Alverson feels most at home downtown
Occupation: Owner of Home Again Consignment Home Furnishings
Favorite book: "The Sanity of Madness"
Favorite movie: "Mama Mia"
Mentor: "So many really gracious people who have welcomed me to Janesville and encouraged me."
JANESVILLE A short stroll through downtown Janesville several years ago left Jim Alverson scratching his head.
What a beautiful downtown, the visitor from the Madison area thought to himself.
But why so many empty buildings and storefronts?
"It really puzzled me," said Alverson, who at the time had just sold his interest in a Sylvan Learning Center in Madison and was starting a new chapter in his life.
Alverson came to Janesville to check out a business opportunity: a coffee cart at the Hedberg Public Library.
That didn't work out, but Alverson bought a house downtown and settled in to help restore vitality to the inner city.
"I was doing the retirement thing, but I'd done that before, and it always made nervous," he said. "So I decided to buy some buildings."
He bought buildings on West Milwaukee Street to house a shop he would soon open, Home Again Consignment Home Furnishings.
Since his arrival, Alverson has adopted downtown Janesville.
He is a past president of the city's Downtown Business Association, which merged with the Downtown Development Alliance.
Alverson had to decline that group's presidency because he was too busy with his own ventures, which besides business owner include being a downtown commercial and residential landlord.
Last summer, Alverson was an active supporter of a Business Improvement District for the downtown.
The effort failed, but Alverson's commitment hasn't.
BID opponents said the downtown had improved and would continue to improve without a structured approach.
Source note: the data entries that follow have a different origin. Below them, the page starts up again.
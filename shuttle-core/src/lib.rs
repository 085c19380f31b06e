//! Shuttle core library: domain types, tracked-file registry, configuration.
//!
//! - [`types`]: newtypes and domain structs shared by every crate
//! - [`api`]: HTTP bodies spoken between workstation and worker agent
//! - [`error`]: [`RegistryError`], [`ConfigError`]
//! - [`registry`]: the durable set of files under synchronization
//! - [`config`]: `~/.shuttle/config.yaml`
//! - [`paths`]: on-disk layout under `~/.shuttle/`

pub mod api;
pub mod config;
pub mod error;
pub mod paths;
pub mod registry;
pub mod types;

pub use config::ShuttleConfig;
pub use error::{ConfigError, RegistryError};
pub use registry::{SharedRegistry, TrackedFileRegistry};
pub use types::{
    blob_key, has_allowed_extension, MigrationRequest, NodeAddress, SyncDirection, TaskName,
    TrackedFile,
};
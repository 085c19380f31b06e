//! Error types for shuttle-sync.

use std::path::PathBuf;

use thiserror::Error;

use shuttle_core::RegistryError;

/// All errors that can arise from sync operations.
#[derive(Debug, Error)]
pub enum SyncError {
    /// An I/O error, with annotated path for context.
    #[error("I/O error at {path}: {source}")]
    Io {
        path: PathBuf,
        #[source]
        source: std::io::Error,
    },

    /// An error from the tracked file registry.
    #[error("registry error: {0}")]
    Registry(#[from] RegistryError),

    /// Blob metadata sidecar could not be (de)serialized.
    #[error("blob metadata JSON error: {0}")]
    Json(#[from] serde_json::Error),

    #[error("blob not found: {key}")]
    BlobNotFound { key: String },

    #[error("local file not found: {path}")]
    LocalMissing { path: PathBuf },

    /// Neither side has the file.
    #[error("nothing to sync for {path}: missing locally and in the store")]
    Missing { path: PathBuf },

    #[error("invalid blob key '{key}'")]
    InvalidKey { key: String },

    #[error("path has no file name: {path}")]
    NoKey { path: PathBuf },

    #[error("peer notification failed: {0}")]
    Notify(String),
}

/// Convenience constructor for [`SyncError::Io`].
pub(crate) fn io_err(path: impl Into<PathBuf>, source: std::io::Error) -> SyncError {
    SyncError::Io {
        path: path.into(),
        source,
    }
}
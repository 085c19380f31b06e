use std::path::{Path, PathBuf};
use std::time::Duration;

use shuttle_core::paths::shuttle_root;

/// How often the watcher looks for parent directories of newly tracked files.
pub const REWATCH_INTERVAL: Duration = Duration::from_secs(10);
pub const LOG_ROTATION_INTERVAL: Duration = Duration::from_secs(5);

pub const DAEMON_LOG: &str = "daemon.log";
pub const AGENT_LOG: &str = "agent.log";
pub const DAEMON_SOCKET: &str = "daemon.sock";

pub fn socket_path(home: &Path) -> PathBuf {
    shuttle_root(home).join(DAEMON_SOCKET)
}

pub fn logs_dir(home: &Path) -> PathBuf {
    shuttle_root(home).join("logs")
}

pub fn daemon_log_path(home: &Path) -> PathBuf {
    logs_dir(home).join(DAEMON_LOG)
}

pub fn agent_log_path(home: &Path) -> PathBuf {
    logs_dir(home).join(AGENT_LOG)
}
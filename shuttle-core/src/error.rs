//! Error types for shuttle-core.

use std::path::PathBuf;

use thiserror::Error;

/// All errors that can arise from tracked-file registry operations.
#[derive(Debug, Error)]
pub enum RegistryError {
    /// Underlying I/O failure, annotated with the path involved.
    #[error("I/O error at {path}: {source}")]
    Io {
        path: PathBuf,
        #[source]
        source: std::io::Error,
    },

    /// The path is already part of the registry.
    #[error("already tracked: {path}")]
    AlreadyTracked { path: PathBuf },

    /// The path does not reference an existing regular file.
    #[error("not an existing file: {path}")]
    InvalidPath { path: PathBuf },

    /// Not UTF-8, or contains a line break: the record is one path per line.
    #[error("path cannot be stored in the registry record: {path:?}")]
    Unrecordable { path: PathBuf },

    /// The path is not part of the registry.
    #[error("not tracked: {path}")]
    NotFound { path: PathBuf },

    /// `dirs::home_dir()` returned `None`: cannot locate `~/.shuttle/`.
    #[error("cannot determine home directory; set $HOME or equivalent")]
    HomeNotFound,
}

/// Errors raised while loading `~/.shuttle/config.yaml`.
#[derive(Debug, Error)]
pub enum ConfigError {
    #[error("I/O error at {path}: {source}")]
    Io {
        path: PathBuf,
        #[source]
        source: std::io::Error,
    },

    /// YAML parse error on load: includes file path and line context from serde_yaml.
    #[error("failed to parse config at {path}: {source}")]
    Parse {
        path: PathBuf,
        #[source]
        source: serde_yaml::Error,
    },

    #[error("invalid config value for `{field}`: {reason}")]
    Invalid { field: &'static str, reason: String },

    #[error("cannot determine home directory; set $HOME or equivalent")]
    HomeNotFound,
}

pub(crate) fn io_err(path: impl Into<PathBuf>, source: std::io::Error) -> RegistryError {
    RegistryError::Io {
        path: path.into(),
        source,
    }
}
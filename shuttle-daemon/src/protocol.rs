use std::io::{BufRead, BufReader, Write};
use std::os::unix::net::UnixStream;
use std::path::{Path, PathBuf};
use std::thread::sleep;
use std::time::Duration;

use serde::{Deserialize, Serialize};
use serde_json::Value;

use shuttle_core::{MigrationRequest, SyncDirection};

use crate::error::{io_err, DaemonError};
use crate::paths::socket_path;

/// JSON newline-delimited request.
#[derive(Debug, Clone, Default, Serialize, Deserialize)]
pub struct DaemonRequest {
    pub cmd: String,
    #[serde(default, skip_serializing_if = "Option::is_none")]
    pub path: Option<PathBuf>,
    #[serde(default, skip_serializing_if = "Option::is_none")]
    pub task: Option<String>,
    #[serde(default, skip_serializing_if = "Option::is_none")]
    pub node: Option<String>,
    #[serde(default, skip_serializing_if = "Option::is_none")]
    pub sync_state: Option<bool>,
    #[serde(default, skip_serializing_if = "Option::is_none")]
    pub direction: Option<SyncDirection>,
}

impl DaemonRequest {
    pub fn new(cmd: impl Into<String>) -> Self {
        Self {
            cmd: cmd.into(),
            ..Self::default()
        }
    }
}

/// JSON newline-delimited response.
#[derive(Debug, Clone, Serialize, Deserialize)]
pub struct DaemonResponse {
    pub ok: bool,
    #[serde(skip_serializing_if = "Option::is_none")]
    pub data: Option<Value>,
    #[serde(skip_serializing_if = "Option::is_none")]
    pub error: Option<String>,
}

impl DaemonResponse {
    pub fn ok(data: Value) -> Self {
        Self {
            ok: true,
            data: Some(data),
            error: None,
        }
    }

    pub fn error(message: impl Into<String>) -> Self {
        Self {
            ok: false,
            data: None,
            error: Some(message.into()),
        }
    }

    /// Error response; a failed migration also carries `failed_during`.
    pub fn from_error(err: &DaemonError) -> Self {
        let data = match err {
            DaemonError::Migration(failure) => Some(serde_json::json!({
                "failed_during": failure.during,
                "reason": failure.kind.to_string(),
            })),
            _ => None,
        };
        Self {
            data,
            ..Self::error(err.to_string())
        }
    }
}

/// Send one JSON request to the daemon socket and return one response.
pub fn send_request(home: &Path, request: &DaemonRequest) -> Result<DaemonResponse, DaemonError> {
    let socket = socket_path(home);
    if !socket.exists() {
        return Err(DaemonError::DaemonNotRunning { socket });
    }

    let mut stream = UnixStream::connect(&socket).map_err(|err| {
        if matches!(
            err.kind(),
            std::io::ErrorKind::NotFound
                | std::io::ErrorKind::ConnectionRefused
                | std::io::ErrorKind::ConnectionReset
        ) {
            DaemonError::DaemonNotRunning {
                socket: socket.clone(),
            }
        } else {
            io_err(&socket, err)
        }
    })?;

    let payload = serde_json::to_string(request)?;
    stream
        .write_all(payload.as_bytes())
        .map_err(|e| io_err(&socket, e))?;
    stream.write_all(b"\n").map_err(|e| io_err(&socket, e))?;
    stream.flush().map_err(|e| io_err(&socket, e))?;

    let mut reader = BufReader::new(stream);
    let mut line = String::new();
    let read = reader
        .read_line(&mut line)
        .map_err(|e| io_err(&socket, e))?;
    if read == 0 {
        return Err(DaemonError::Protocol(
            "daemon closed connection before responding".to_string(),
        ));
    }

    let response: DaemonResponse = serde_json::from_str(line.trim_end())?;
    Ok(response)
}

pub fn request_status(home: &Path) -> Result<Value, DaemonError> {
    let request = DaemonRequest::new("status");

    let mut last_not_running: Option<DaemonError> = None;
    for attempt in 0..5 {
        match send_request(home, &request) {
            Ok(response) => return response_into_data(response),
            Err(err @ DaemonError::DaemonNotRunning { .. }) => {
                last_not_running = Some(err);
                if attempt < 4 {
                    sleep(Duration::from_millis(100));
                    continue;
                }
            }
            Err(err) => return Err(err),
        }
    }

    Err(last_not_running.unwrap_or_else(|| {
        DaemonError::Protocol("daemon status retry loop exited unexpectedly".to_string())
    }))
}

pub fn request_stop(home: &Path) -> Result<(), DaemonError> {
    let response = send_request(home, &DaemonRequest::new("stop"))?;
    response_into_data(response).map(|_| ())
}

/// Ask the daemon to sync one file, or every tracked file when `path` is `None`.
pub fn request_sync(
    home: &Path,
    path: Option<PathBuf>,
    direction: SyncDirection,
) -> Result<Value, DaemonError> {
    let request = DaemonRequest {
        path,
        direction: Some(direction),
        ..DaemonRequest::new("sync")
    };
    response_into_data(send_request(home, &request)?)
}

pub fn request_track(home: &Path, path: PathBuf) -> Result<Value, DaemonError> {
    let request = DaemonRequest {
        path: Some(path),
        ..DaemonRequest::new("track")
    };
    response_into_data(send_request(home, &request)?)
}

pub fn request_untrack(home: &Path, path: PathBuf) -> Result<Value, DaemonError> {
    let request = DaemonRequest {
        path: Some(path),
        ..DaemonRequest::new("untrack")
    };
    response_into_data(send_request(home, &request)?)
}

pub fn request_list(home: &Path) -> Result<Value, DaemonError> {
    response_into_data(send_request(home, &DaemonRequest::new("list"))?)
}

pub fn request_migrate(home: &Path, migration: &MigrationRequest) -> Result<Value, DaemonError> {
    let request = DaemonRequest {
        task: Some(migration.task_name.0.clone()),
        node: Some(migration.target_node.0.clone()),
        sync_state: Some(migration.sync_state),
        ..DaemonRequest::new("migrate")
    };
    response_into_data(send_request(home, &request)?)
}

fn response_into_data(response: DaemonResponse) -> Result<Value, DaemonError> {
    if response.ok {
        return Ok(response.data.unwrap_or(Value::Null));
    }
    let message = response
        .error
        .unwrap_or_else(|| "unknown daemon error".to_string());
    let during = response
        .data
        .as_ref()
        .and_then(|data| data["failed_during"].as_str())
        .map(str::to_string);
    Err(match during {
        Some(during) => DaemonError::MigrationFailed { during, message },
        None => DaemonError::Protocol(message),
    })
}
In an effort to understand that thinking, Alverson walked the entire downtown and compared it with what he could remember from his initial stroll in 2003.
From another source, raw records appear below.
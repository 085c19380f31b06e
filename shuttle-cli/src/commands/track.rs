//! `shuttle track`: manage the tracked file registry.
//!
//! Goes through the daemon when it is running so its in-memory registry and
//! watches stay current; otherwise edits the registry file directly.

use std::path::{Path, PathBuf};

use anyhow::{Context, Result};
use clap::Subcommand;
use colored::Colorize;
use tabled::{settings::Style, Table, Tabled};

use shuttle_core::registry::lock;
use shuttle_core::{SyncDirection, TrackedFile, TrackedFileRegistry};
use shuttle_daemon::{request_list, request_track, request_untrack, DaemonError};

use super::{home_dir, load_config, local_engine};

#[derive(Subcommand, Debug)]
pub enum TrackCommand {
    /// Start tracking a file and push its current content.
    Add {
        /// File to track.
        path: PathBuf,
    },
    /// Stop tracking a file. The file and its blob are left alone.
    Remove {
        /// Tracked file to forget.
        path: PathBuf,
    },
    /// Show tracked files.
    List,
}

#[derive(Tabled)]
struct TrackedRow {
    #[tabled(rename = "key")]
    key: String,
    #[tabled(rename = "path")]
    path: String,
    #[tabled(rename = "last sync")]
    last_sync: String,
}

pub fn run(command: TrackCommand) -> Result<()> {
    let home = home_dir()?;
    match command {
        TrackCommand::Add { path } => add(&home, path),
        TrackCommand::Remove { path } => remove(&home, path),
        TrackCommand::List => list(&home),
    }
}

fn add(home: &Path, path: PathBuf) -> Result<()> {
    match request_track(home, path.clone()) {
        Ok(data) => {
            println!("tracking {}", data["tracked"].as_str().unwrap_or_default());
            if let Some(error) = data["sync"]["error"].as_str() {
                println!("{} initial sync failed: {error}", "warning:".yellow());
            }
            return Ok(());
        }
        Err(DaemonError::DaemonNotRunning { .. }) => {}
        Err(err) => return Err(err).context("daemon refused to track the file"),
    }

    let config = load_config(home)?;
    let engine = local_engine(home, &config)?;
    let tracked = lock(engine.registry())
        .add(&path)
        .with_context(|| format!("cannot track {}", path.display()))?
        .path
        .clone();
    println!("tracking {}", tracked.display());

    match engine.sync_one(&tracked, SyncDirection::Auto) {
        Ok(outcome) => println!("initial sync: {}", serde_json::json!(outcome)),
        Err(err) => println!("{} initial sync failed: {err}", "warning:".yellow()),
    }
    Ok(())
}

fn remove(home: &Path, path: PathBuf) -> Result<()> {
    match request_untrack(home, path.clone()) {
        Ok(data) => {
            println!(
                "no longer tracking {}",
                data["untracked"].as_str().unwrap_or_default()
            );
            return Ok(());
        }
        Err(DaemonError::DaemonNotRunning { .. }) => {}
        Err(err) => return Err(err).context("daemon refused to untrack the file"),
    }

    let mut registry = TrackedFileRegistry::open_at(home).context("failed to open registry")?;
    let removed = registry
        .remove(&path)
        .with_context(|| format!("cannot untrack {}", path.display()))?;
    println!("no longer tracking {}", removed.path.display());
    Ok(())
}

fn list(home: &Path) -> Result<()> {
    let files: Vec<TrackedFile> = match request_list(home) {
        Ok(data) => serde_json::from_value(data["files"].clone())
            .context("daemon returned an invalid file list")?,
        Err(DaemonError::DaemonNotRunning { .. }) => TrackedFileRegistry::open_at(home)
            .context("failed to open registry")?
            .iter()
            .cloned()
            .collect(),
        Err(err) => return Err(err).context("failed to list tracked files"),
    };

    if files.is_empty() {
        println!("no tracked files");
        return Ok(());
    }

    let rows: Vec<TrackedRow> = files
        .iter()
        .map(|file| TrackedRow {
            key: file.key().unwrap_or_default(),
            path: file.path.display().to_string(),
            last_sync: file
                .last_known_local_mtime
                .map(|at| at.format("%Y-%m-%d %H:%M:%S").to_string())
                .unwrap_or_else(|| "-".to_string()),
        })
        .collect();
    let mut table = Table::new(rows);
    table.with(Style::rounded());
    println!("{table}");
    println!("{} tracked file(s)", files.len().to_string().bold());
    Ok(())
}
"The downtown is far more attractive today," he said. "There are fewer empty buildings."
For that, he credits many things, including the structured DDA and the Janesville Design & Development Center.
"But I'm impatient," he said.
Alverson's more than impatient, said Christine Moore, director of the design center.
He owns property, improves property and often pays for beautification efforts out of his own pocket, she said. In addition to running a highly successful business, he pays attention to what's going on in other communities and routinely offers ideas to make the downtown better.
"I wish we could clone him," Moore said. "He's constant in his enthusiasm and support."
Larry Squire of Johnson Bank worked closely with Alverson on the BID proposal.
"He's so genuine in his commitment," Squire said. "He's also knowledgeable and thoughtful. I've been in many meetings with him where he thinks things out instead of trying to be the first person to throw an idea out."
Alverson attributes his commitment to a lifelong appreciation of downtowns and their histories
"Downtown is a way of life," Alverson said. "It's a sense of commitment to neighbors and businesses, an alternative to all the other good things a city has to offer."